Free speech and inquiry are important values, so I don't object to them publishing such things; but by the same token, one should pay attention and take note of it as well.
3 comments:
To them "Democracy" means "we get to be in charge." I am not just being flip or cynical when I say that. They are so convinced that what they want to do is so much better for everyone, and "protects the rights" of everyone that their rulership would in fact be closer to democracy, even though it would um, technically be a benevolent(ish) dictatorship.
It all becomes clear once you know what they mean by democracy.
It even runs to the Progressive-Democratic Party's Second Lady wannabe.
Gerald Baker talked about the ex-teacher Gwen Walz' "teacher voice" moment:
It unintentionally captured the Democratic idea of the polity they seek to lead and reshape. It spoke to how they view themselves—and us. They are the teachers, equipped with the knowledge and authority to direct their hapless charges. We are the students, naive and ill-informed, sometimes attentive but too often insubordinate, with minds that need to be shaped and disciplined.
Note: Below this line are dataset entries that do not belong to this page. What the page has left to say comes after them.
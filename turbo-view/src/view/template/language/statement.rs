//! Template language statements, e.g. `<% if %>`, `<% for %>` or `<%= print %>`.
use super::{
    super::lexer::{Token, TokenWithContext, Value},
    super::Context,
    super::Error,
    Expression, Interpreter, Term,
};

use std::iter::{Iterator, Peekable};

/// A statement is a block of code that does something, e.g.
/// prints a value, loops over a list, or branches on a condition.
#[derive(Debug, Clone, PartialEq)]
pub enum Statement {
    // `<%= expression %>` (escaped) or `<%- expression %>` (raw).
    Print {
        expression: Expression,
        escape: bool,
    },

    // `<% render("nav") %>`, evaluated only for side effects.
    Expression {
        expression: Expression,
    },

    // `<% title = "Home" %>`
    Assign {
        name: String,
        expression: Expression,
    },

    // `<% if expression %> ... <% elsif other %> ... <% else %> ... <% end %>`.
    // `elsif` is an `if` nested in the else body.
    If {
        expression: Expression,
        if_body: Vec<Statement>,
        else_body: Vec<Statement>,
    },

    // `<% for item in list %>` or `<% foreach list as key => value %>`.
    For {
        variables: Vec<String>,
        list: Expression,
        body: Vec<Statement>,
    },

    // Anything outside of code blocks.
    Text {
        text: String,
    },
}

// Tokens closing a block body.
enum BlockEnd {
    End(TokenWithContext),
    Else(TokenWithContext),
    ElseIf(TokenWithContext),
}

impl BlockEnd {
    fn token(self) -> TokenWithContext {
        match self {
            BlockEnd::End(token) | BlockEnd::Else(token) | BlockEnd::ElseIf(token) => token,
        }
    }
}

// What a code block parsed into. Block ends are
// only allowed where an `if` or a loop expects them.
enum Parsed {
    Statement(Statement),
    BlockEnd(BlockEnd),
}

impl Statement {
    /// Evaluate the statement, writing output to the interpreter.
    pub fn evaluate(
        &self,
        context: &mut Context,
        interpreter: &mut dyn Interpreter,
    ) -> Result<(), Error> {
        match self {
            Statement::Text { text } => interpreter.write(text),

            Statement::Print {
                expression,
                escape: true,
            } => {
                let value = match expression.evaluate(context, interpreter) {
                    Ok(value) => value,
                    Err(Error::UndefinedVariable(_)) => Value::Null,
                    Err(err) => return Err(err),
                };

                interpreter.write(&crate::escape_html(&value.to_string()));
            }

            Statement::Print {
                expression,
                escape: false,
            } => {
                let value = expression.evaluate(context, interpreter)?;
                interpreter.write(&value.to_string());
            }

            Statement::Expression { expression } => {
                expression.evaluate(context, interpreter)?;
            }

            Statement::Assign { name, expression } => {
                let value = expression.evaluate(context, interpreter)?;
                context.insert(name, value);
            }

            Statement::If {
                expression,
                if_body,
                else_body,
            } => {
                let body = if expression.evaluate(context, interpreter)?.truthy() {
                    if_body
                } else {
                    else_body
                };

                for statement in body {
                    statement.evaluate(context, interpreter)?;
                }
            }

            Statement::For {
                variables,
                list,
                body,
            } => {
                let items = Self::items(list.evaluate(context, interpreter)?, variables.len())?;

                // Loop variables and assignments stay inside the loop.
                let mut scope = context.clone();

                for values in items {
                    for (name, value) in variables.iter().zip(values) {
                        scope.insert(name, value);
                    }

                    for statement in body {
                        statement.evaluate(&mut scope, interpreter)?;
                    }
                }
            }
        }

        Ok(())
    }

    // Values bound to loop variables on each iteration.
    fn items(value: Value, variables: usize) -> Result<Vec<Vec<Value>>, Error> {
        let pairs = variables > 1;

        Ok(match value {
            Value::List(list) => list
                .into_iter()
                .enumerate()
                .map(|(i, item)| {
                    if pairs {
                        vec![Value::Integer(i as i64), item]
                    } else {
                        vec![item]
                    }
                })
                .collect(),

            Value::Hash(hash) => hash
                .into_iter()
                .map(|(key, value)| {
                    if pairs {
                        vec![Value::String(key), value]
                    } else {
                        vec![value]
                    }
                })
                .collect(),

            Value::Null => vec![],

            value => {
                return Err(Error::Runtime(format!(
                    "cannot loop over \"{}\", expected a list or a hash",
                    value
                )))
            }
        })
    }

    /// Parse a statement from a token stream.
    pub fn parse(iter: &mut Peekable<impl Iterator<Item = TokenWithContext>>) -> Result<Self, Error> {
        match Self::parse_block(iter)? {
            Parsed::Statement(statement) => Ok(statement),
            Parsed::BlockEnd(end) => Err(Error::Syntax(end.token())),
        }
    }

    fn parse_block(
        iter: &mut Peekable<impl Iterator<Item = TokenWithContext>>,
    ) -> Result<Parsed, Error> {
        let next = iter.peek().ok_or(Error::Eof("statement"))?.clone();

        match next.token() {
            Token::Text(text) => {
                let _ = iter.next();
                Ok(Parsed::Statement(Statement::Text { text }))
            }

            Token::BlockStartPrint | Token::BlockStartPrintRaw => {
                let _ = iter.next();
                let expression = Expression::parse(iter)?;
                Self::expect_block_end(iter)?;

                Ok(Parsed::Statement(Statement::Print {
                    expression,
                    escape: next.token() == Token::BlockStartPrint,
                }))
            }

            Token::BlockStart => {
                let _ = iter.next();
                Self::code(iter)
            }

            // Next statement in the same code block, after a `;`.
            _ => Self::code(iter),
        }
    }

    fn code(iter: &mut Peekable<impl Iterator<Item = TokenWithContext>>) -> Result<Parsed, Error> {
        let next = iter.peek().ok_or(Error::Eof("code block"))?.clone();

        match next.token() {
            // Empty block, e.g. `<% %>`.
            Token::BlockEnd => {
                let _ = iter.next();
                Ok(Parsed::Statement(Statement::Text {
                    text: String::new(),
                }))
            }

            Token::If => {
                let _ = iter.next();
                Ok(Parsed::Statement(Self::if_statement(iter)?))
            }

            Token::For => {
                let _ = iter.next();
                Ok(Parsed::Statement(Self::for_statement(iter)?))
            }

            Token::Foreach => {
                let _ = iter.next();
                Ok(Parsed::Statement(Self::foreach_statement(iter)?))
            }

            Token::End => {
                let _ = iter.next();
                Self::statement_end(iter)?;
                Ok(Parsed::BlockEnd(BlockEnd::End(next)))
            }

            Token::Else => {
                let _ = iter.next();
                Self::statement_end(iter)?;
                Ok(Parsed::BlockEnd(BlockEnd::Else(next)))
            }

            Token::ElseIf => {
                let _ = iter.next();
                Ok(Parsed::BlockEnd(BlockEnd::ElseIf(next)))
            }

            _ => {
                let expression = Expression::parse(iter)?;

                let statement = match iter.peek().map(|t| t.token()) {
                    Some(Token::Assign) => {
                        let assign = iter.next().ok_or(Error::Eof("assignment"))?;

                        let name = match expression {
                            Expression::Term {
                                term: Term::Variable(name),
                            } => name,
                            _ => return Err(Error::Syntax(assign)),
                        };

                        Statement::Assign {
                            name,
                            expression: Expression::parse(iter)?,
                        }
                    }

                    _ => Statement::Expression { expression },
                };

                Self::statement_end(iter)?;
                Ok(Parsed::Statement(statement))
            }
        }
    }

    fn if_statement(iter: &mut Peekable<impl Iterator<Item = TokenWithContext>>) -> Result<Self, Error> {
        let expression = Expression::parse(iter)?;
        Self::statement_end(iter)?;

        let (if_body, end) = Self::body(iter, "if")?;

        let else_body = match end {
            BlockEnd::End(_) => vec![],

            BlockEnd::Else(_) => match Self::body(iter, "else")? {
                (else_body, BlockEnd::End(_)) => else_body,
                (_, end) => return Err(Error::Syntax(end.token())),
            },

            // `elsif` closes this `if` and opens another one,
            // which consumes the final `end`.
            BlockEnd::ElseIf(_) => vec![Self::if_statement(iter)?],
        };

        Ok(Statement::If {
            expression,
            if_body,
            else_body,
        })
    }

    // `<% for item in list %>` or `<% for key, value in hash %>`
    fn for_statement(
        iter: &mut Peekable<impl Iterator<Item = TokenWithContext>>,
    ) -> Result<Self, Error> {
        let mut variables = vec![];

        loop {
            let next = iter.next().ok_or(Error::Eof("for loop"))?;

            match next.token() {
                Token::Variable(name) => variables.push(name),
                Token::Comma if !variables.is_empty() => continue,
                Token::In if !variables.is_empty() => break,
                _ => return Err(Error::Syntax(next)),
            }
        }

        let list = Expression::parse(iter)?;
        Self::statement_end(iter)?;

        Self::loop_body(variables, list, iter)
    }

    // `<% foreach list as item %>` or `<% foreach hash as key => value %>`
    fn foreach_statement(
        iter: &mut Peekable<impl Iterator<Item = TokenWithContext>>,
    ) -> Result<Self, Error> {
        let list = Expression::parse(iter)?;

        let next = iter.next().ok_or(Error::Eof("foreach loop"))?;
        if next.token() != Token::As {
            return Err(Error::WrongToken(next, Token::As));
        }

        let mut variables = vec![Self::loop_variable(iter)?];

        if iter.peek().map(|t| t.token()) == Some(Token::Arrow) {
            let _ = iter.next();
            variables.push(Self::loop_variable(iter)?);
        }

        Self::statement_end(iter)?;

        Self::loop_body(variables, list, iter)
    }

    fn loop_variable(
        iter: &mut Peekable<impl Iterator<Item = TokenWithContext>>,
    ) -> Result<String, Error> {
        let next = iter.next().ok_or(Error::Eof("loop variable"))?;

        match next.token() {
            Token::Variable(name) => Ok(name),
            _ => Err(Error::Syntax(next)),
        }
    }

    fn loop_body(
        variables: Vec<String>,
        list: Expression,
        iter: &mut Peekable<impl Iterator<Item = TokenWithContext>>,
    ) -> Result<Self, Error> {
        let (body, end) = Self::body(iter, "for loop")?;

        match end {
            BlockEnd::End(_) => Ok(Statement::For {
                variables,
                list,
                body,
            }),
            end => Err(Error::Syntax(end.token())),
        }
    }

    // Parse statements until a block end, e.g. `<% end %>` or `<% else %>`.
    fn body(
        iter: &mut Peekable<impl Iterator<Item = TokenWithContext>>,
        what: &'static str,
    ) -> Result<(Vec<Statement>, BlockEnd), Error> {
        let mut statements = vec![];

        loop {
            if iter.peek().is_none() {
                return Err(Error::Eof(what));
            }

            match Self::parse_block(iter)? {
                Parsed::Statement(statement) => statements.push(statement),
                Parsed::BlockEnd(end) => return Ok((statements, end)),
            }
        }
    }

    fn expect_block_end(
        iter: &mut Peekable<impl Iterator<Item = TokenWithContext>>,
    ) -> Result<(), Error> {
        let next = iter.next().ok_or(Error::Eof("block end"))?;

        match next.token() {
            Token::BlockEnd => Ok(()),
            _ => Err(Error::WrongToken(next, Token::BlockEnd)),
        }
    }

    // A statement inside a code block ends with `%>` or `;`.
    fn statement_end(
        iter: &mut Peekable<impl Iterator<Item = TokenWithContext>>,
    ) -> Result<(), Error> {
        let next = match iter.next() {
            Some(next) => next,
            None => return Ok(()),
        };

        match next.token() {
            Token::BlockEnd | Token::Semicolon => Ok(()),
            _ => Err(Error::WrongToken(next, Token::BlockEnd)),
        }
    }
}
I go a bit farther, which should be no surprise. This is the contempt in which Progressive-Democratic Party politicians and the Left hold us average Americans. It continues the contempt one of the founders of the modern progressive movement had toward us. In Herb Croly's own words:
…the average American individual is morally and intellectually inadequate to a serious and consistent conception of his responsibilities as a democrat.
Eric Hines
I think Tex once said that they want to turn America into the security zone of an airport: only the authorities are armed, everyone else has everything dangerous taken away from them, and you can be arrested at once for raising your voice to an official.
Public schools are run like that too.
I have always argued, since I was myself a public school student, that our public school system is terribly designed for educating a free people. Raising children until they are (almost) 18 in an environment in which their rights are restricted at the whim of government officials, they are punishable for just upsetting those same officials, they are constantly subject to search and seizure without warrants, etc., etc., trains Americans to be exactly the opposite of the free, independent, self-governing citizens we need. The public school system is both corrupt and corrupting.